__What the task asks__:
Print the data that follows exactly as it stands, from its first line through the line containing "the backend's raw", and stop there.

__Material provided__:
· · · · ·
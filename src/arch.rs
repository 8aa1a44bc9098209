// Copyright (c) 2024 by Rivos Inc.
// Licensed under the Apache License, Version 2.0, see LICENSE for details.
// SPDX-License-Identifier: Apache-2.0

use crate::vm::VmId;

/// Error reported by an architecture backend, carrying the backend's raw
/// error code. Fatal to the affected vCPU, not to the hypervisor; the
/// VM-level caller decides whether to halt the whole VM.
#[derive(Clone, Copy, Debug, PartialEq, Eq)]
pub struct ArchError(pub i32);

pub type ArchResult<T> = core::result::Result<T, ArchError>;

/// Architecture-specific vCPU state and register transfer.
///
/// One instance backs each [`Vcpu`](crate::Vcpu) and is only ever touched by
/// the core its backing thread resides on: the context-switch hook calls
/// [`save_context`](Self::save_context)/[`load_context`](Self::load_context)
/// from scheduler context, and the backing thread itself loops on
/// [`run`](Self::run).
pub trait ArchVcpu: Sized {
    /// Backend-specific creation parameters (entry point, stage-2 root, …).
    type Config;

    /// Allocates and initializes the architectural state for one vCPU.
    ///
    /// Failure here rolls back the whole vCPU construction; no partially
    /// initialized vCPU is ever handed out.
    fn new(vm: VmId, vcpu_id: u32, config: Self::Config) -> ArchResult<Self>;

    /// Re-initializes the state in place, without reallocating. Used when a
    /// vCPU that has already run (or is paused) is forced through a reset.
    fn reset(&mut self) -> ArchResult<()>;

    /// Releases the architectural state. Called exactly once, at teardown.
    fn deinit(&mut self) -> ArchResult<()>;

    /// Saves the guest register state as the backing thread leaves a core.
    fn save_context(&mut self);

    /// Restores the guest register state as the backing thread enters a core.
    fn load_context(&mut self);

    /// Runs one guest slice: enters the guest and returns at the next trap.
    fn run(&mut self) -> ArchResult<()>;
}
· · · · ·
__Task answer__:
filename src/arch.rs
repository 8aa1a44bc9098209
// Copyright (c) 2024 by Rivos Inc.
// Licensed under the Apache License, Version 2.0, see LICENSE for details.
// SPDX-License-Identifier: Apache-2.0

use crate::vm::VmId;

/// Error reported by an architecture backend, carrying the backend's raw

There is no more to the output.